*EXERCISE:* In the listing that follows, how many lines contain the string "contains"? Provide only the number.

*GIVEN DATA:*
● ● ● ● ● ● ●

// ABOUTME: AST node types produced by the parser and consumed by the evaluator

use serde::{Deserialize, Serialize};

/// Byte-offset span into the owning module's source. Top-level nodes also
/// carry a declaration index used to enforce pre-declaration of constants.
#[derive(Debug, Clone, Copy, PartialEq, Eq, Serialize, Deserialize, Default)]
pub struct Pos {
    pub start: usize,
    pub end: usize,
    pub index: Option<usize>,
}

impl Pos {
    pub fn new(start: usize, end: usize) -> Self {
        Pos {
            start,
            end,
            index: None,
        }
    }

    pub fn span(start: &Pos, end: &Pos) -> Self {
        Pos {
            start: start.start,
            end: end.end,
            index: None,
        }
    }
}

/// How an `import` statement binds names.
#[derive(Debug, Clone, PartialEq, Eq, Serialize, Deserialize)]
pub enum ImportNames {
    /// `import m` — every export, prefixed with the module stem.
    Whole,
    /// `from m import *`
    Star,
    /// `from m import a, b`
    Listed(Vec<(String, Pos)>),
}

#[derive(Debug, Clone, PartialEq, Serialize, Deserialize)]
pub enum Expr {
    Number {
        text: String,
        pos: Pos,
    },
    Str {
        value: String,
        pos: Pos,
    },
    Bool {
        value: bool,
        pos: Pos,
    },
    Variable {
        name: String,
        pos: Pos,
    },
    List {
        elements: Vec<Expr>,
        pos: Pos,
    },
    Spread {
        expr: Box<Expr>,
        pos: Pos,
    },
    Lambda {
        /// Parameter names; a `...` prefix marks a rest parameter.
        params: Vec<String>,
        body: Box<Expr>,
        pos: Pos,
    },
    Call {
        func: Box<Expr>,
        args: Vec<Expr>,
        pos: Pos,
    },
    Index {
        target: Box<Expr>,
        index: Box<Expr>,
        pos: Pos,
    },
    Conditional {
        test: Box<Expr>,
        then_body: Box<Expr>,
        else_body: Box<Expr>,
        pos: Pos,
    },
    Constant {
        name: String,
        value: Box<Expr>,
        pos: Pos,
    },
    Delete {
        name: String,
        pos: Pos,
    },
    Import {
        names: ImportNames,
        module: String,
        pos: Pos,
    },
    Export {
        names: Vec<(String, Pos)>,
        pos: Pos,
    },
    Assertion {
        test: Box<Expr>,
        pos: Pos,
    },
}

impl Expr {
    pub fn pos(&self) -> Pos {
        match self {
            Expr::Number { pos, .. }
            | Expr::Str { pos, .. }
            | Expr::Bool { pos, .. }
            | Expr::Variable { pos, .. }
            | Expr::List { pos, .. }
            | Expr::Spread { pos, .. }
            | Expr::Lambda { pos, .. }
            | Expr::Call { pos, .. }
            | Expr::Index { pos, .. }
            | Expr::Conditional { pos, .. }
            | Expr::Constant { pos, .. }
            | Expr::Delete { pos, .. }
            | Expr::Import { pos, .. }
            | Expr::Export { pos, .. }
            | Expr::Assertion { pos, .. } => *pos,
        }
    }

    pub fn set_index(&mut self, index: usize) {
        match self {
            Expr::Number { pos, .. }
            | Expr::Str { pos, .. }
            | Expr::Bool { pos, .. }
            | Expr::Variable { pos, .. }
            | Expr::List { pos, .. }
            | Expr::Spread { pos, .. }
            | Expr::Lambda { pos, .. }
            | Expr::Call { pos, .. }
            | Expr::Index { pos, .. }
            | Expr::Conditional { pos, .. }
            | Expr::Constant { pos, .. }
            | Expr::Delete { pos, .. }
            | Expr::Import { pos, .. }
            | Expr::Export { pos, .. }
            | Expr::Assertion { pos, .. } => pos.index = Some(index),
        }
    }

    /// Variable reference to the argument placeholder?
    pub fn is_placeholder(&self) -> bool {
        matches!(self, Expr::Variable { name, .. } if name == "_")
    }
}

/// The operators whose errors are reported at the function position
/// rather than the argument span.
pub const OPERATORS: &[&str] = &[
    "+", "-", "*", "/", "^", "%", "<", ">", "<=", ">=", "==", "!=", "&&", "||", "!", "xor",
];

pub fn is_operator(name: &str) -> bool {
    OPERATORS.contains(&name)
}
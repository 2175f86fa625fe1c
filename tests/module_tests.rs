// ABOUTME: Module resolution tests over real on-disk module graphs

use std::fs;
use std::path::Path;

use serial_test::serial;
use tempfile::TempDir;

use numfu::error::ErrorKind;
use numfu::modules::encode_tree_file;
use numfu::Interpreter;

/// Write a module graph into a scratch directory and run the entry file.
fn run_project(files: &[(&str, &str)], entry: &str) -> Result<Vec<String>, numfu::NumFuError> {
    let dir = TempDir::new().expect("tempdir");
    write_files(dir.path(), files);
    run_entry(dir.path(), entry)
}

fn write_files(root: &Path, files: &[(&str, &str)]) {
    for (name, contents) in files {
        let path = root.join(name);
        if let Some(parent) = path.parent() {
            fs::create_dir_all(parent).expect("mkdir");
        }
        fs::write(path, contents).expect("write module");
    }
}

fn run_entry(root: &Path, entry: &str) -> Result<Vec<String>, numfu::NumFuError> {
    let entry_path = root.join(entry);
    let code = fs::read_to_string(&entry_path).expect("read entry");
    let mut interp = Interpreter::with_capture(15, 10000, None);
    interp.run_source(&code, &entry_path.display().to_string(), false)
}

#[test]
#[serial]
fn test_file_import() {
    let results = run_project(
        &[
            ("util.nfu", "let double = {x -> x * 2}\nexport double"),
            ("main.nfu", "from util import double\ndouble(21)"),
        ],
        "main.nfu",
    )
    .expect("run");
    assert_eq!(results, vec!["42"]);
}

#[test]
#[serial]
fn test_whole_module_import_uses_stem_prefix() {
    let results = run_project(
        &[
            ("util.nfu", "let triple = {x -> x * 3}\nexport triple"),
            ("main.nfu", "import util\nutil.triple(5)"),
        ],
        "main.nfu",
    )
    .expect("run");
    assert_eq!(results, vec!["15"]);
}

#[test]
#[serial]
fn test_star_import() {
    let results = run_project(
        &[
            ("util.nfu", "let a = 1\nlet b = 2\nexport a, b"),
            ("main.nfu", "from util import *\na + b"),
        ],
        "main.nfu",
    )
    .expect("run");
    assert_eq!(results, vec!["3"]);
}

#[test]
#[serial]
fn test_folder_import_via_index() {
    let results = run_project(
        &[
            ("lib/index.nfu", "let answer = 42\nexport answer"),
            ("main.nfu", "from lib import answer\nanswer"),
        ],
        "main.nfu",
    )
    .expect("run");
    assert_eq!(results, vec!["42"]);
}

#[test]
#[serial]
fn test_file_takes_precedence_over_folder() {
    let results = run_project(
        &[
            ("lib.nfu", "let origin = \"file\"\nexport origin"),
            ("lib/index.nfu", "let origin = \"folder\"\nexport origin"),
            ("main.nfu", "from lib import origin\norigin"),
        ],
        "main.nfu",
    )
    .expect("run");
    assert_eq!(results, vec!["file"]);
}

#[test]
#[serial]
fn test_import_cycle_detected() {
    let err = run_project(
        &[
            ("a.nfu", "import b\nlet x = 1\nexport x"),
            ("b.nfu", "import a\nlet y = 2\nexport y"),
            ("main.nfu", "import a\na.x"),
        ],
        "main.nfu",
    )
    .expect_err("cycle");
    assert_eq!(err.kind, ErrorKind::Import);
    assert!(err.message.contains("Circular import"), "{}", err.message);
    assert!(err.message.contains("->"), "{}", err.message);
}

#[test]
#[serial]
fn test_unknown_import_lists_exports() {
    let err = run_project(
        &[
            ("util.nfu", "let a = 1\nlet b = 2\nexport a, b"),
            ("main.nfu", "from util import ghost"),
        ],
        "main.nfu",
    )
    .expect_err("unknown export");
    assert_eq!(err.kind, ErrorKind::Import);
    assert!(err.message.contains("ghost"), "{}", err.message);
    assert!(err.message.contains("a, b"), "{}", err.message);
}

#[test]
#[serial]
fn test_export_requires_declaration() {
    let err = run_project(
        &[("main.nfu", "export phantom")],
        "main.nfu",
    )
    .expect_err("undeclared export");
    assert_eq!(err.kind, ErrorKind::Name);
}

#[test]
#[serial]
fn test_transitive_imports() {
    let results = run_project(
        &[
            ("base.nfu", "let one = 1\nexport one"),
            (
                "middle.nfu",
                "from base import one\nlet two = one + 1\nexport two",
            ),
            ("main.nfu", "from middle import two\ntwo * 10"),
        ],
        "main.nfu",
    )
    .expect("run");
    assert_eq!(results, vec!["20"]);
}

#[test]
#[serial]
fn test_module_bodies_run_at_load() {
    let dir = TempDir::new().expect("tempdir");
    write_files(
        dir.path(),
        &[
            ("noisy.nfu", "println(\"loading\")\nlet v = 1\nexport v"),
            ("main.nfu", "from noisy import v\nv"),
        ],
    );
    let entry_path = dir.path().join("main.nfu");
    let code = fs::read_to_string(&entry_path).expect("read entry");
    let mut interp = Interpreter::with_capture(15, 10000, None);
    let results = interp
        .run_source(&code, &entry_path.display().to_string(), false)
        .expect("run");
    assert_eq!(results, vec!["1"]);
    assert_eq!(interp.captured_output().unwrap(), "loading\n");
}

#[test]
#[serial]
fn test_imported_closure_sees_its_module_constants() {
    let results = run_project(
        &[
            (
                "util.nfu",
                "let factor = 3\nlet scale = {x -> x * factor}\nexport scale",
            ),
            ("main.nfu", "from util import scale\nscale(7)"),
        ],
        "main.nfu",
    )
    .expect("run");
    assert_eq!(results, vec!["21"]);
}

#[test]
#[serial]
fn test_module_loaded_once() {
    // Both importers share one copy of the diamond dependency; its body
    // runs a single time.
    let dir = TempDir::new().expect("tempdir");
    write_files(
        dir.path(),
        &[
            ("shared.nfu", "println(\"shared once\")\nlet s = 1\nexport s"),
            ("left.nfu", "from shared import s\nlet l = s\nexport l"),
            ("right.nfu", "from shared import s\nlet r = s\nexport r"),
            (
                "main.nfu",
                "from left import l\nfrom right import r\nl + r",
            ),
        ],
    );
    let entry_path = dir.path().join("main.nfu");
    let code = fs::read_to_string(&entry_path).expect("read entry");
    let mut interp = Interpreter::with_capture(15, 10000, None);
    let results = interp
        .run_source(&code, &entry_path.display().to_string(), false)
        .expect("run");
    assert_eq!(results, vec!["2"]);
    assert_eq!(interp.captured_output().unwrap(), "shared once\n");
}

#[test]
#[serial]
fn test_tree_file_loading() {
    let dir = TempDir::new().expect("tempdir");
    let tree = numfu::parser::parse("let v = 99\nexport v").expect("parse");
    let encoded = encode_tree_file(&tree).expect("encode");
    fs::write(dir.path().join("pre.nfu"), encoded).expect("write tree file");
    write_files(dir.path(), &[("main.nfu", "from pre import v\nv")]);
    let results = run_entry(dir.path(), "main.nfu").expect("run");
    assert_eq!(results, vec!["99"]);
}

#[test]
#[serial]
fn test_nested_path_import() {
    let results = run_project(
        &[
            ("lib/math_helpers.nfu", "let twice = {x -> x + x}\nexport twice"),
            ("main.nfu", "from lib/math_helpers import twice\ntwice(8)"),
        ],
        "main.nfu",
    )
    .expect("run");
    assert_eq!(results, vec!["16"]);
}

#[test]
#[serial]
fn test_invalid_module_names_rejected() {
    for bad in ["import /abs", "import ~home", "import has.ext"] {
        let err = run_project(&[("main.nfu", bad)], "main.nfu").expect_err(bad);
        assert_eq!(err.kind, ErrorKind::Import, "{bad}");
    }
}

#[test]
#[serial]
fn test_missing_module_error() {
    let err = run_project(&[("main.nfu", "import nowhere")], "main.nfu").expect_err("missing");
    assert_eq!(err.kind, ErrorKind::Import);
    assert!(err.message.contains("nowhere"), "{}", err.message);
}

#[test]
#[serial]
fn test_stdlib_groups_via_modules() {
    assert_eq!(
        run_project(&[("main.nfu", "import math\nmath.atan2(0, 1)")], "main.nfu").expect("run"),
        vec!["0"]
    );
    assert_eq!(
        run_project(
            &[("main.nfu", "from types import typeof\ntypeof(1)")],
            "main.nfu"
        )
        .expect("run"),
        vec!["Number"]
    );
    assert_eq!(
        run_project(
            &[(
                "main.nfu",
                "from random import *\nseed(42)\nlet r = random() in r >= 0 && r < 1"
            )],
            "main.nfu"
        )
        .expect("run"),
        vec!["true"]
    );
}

● ● ● ● ● ● ●

*EXERCISE RESULT:* 6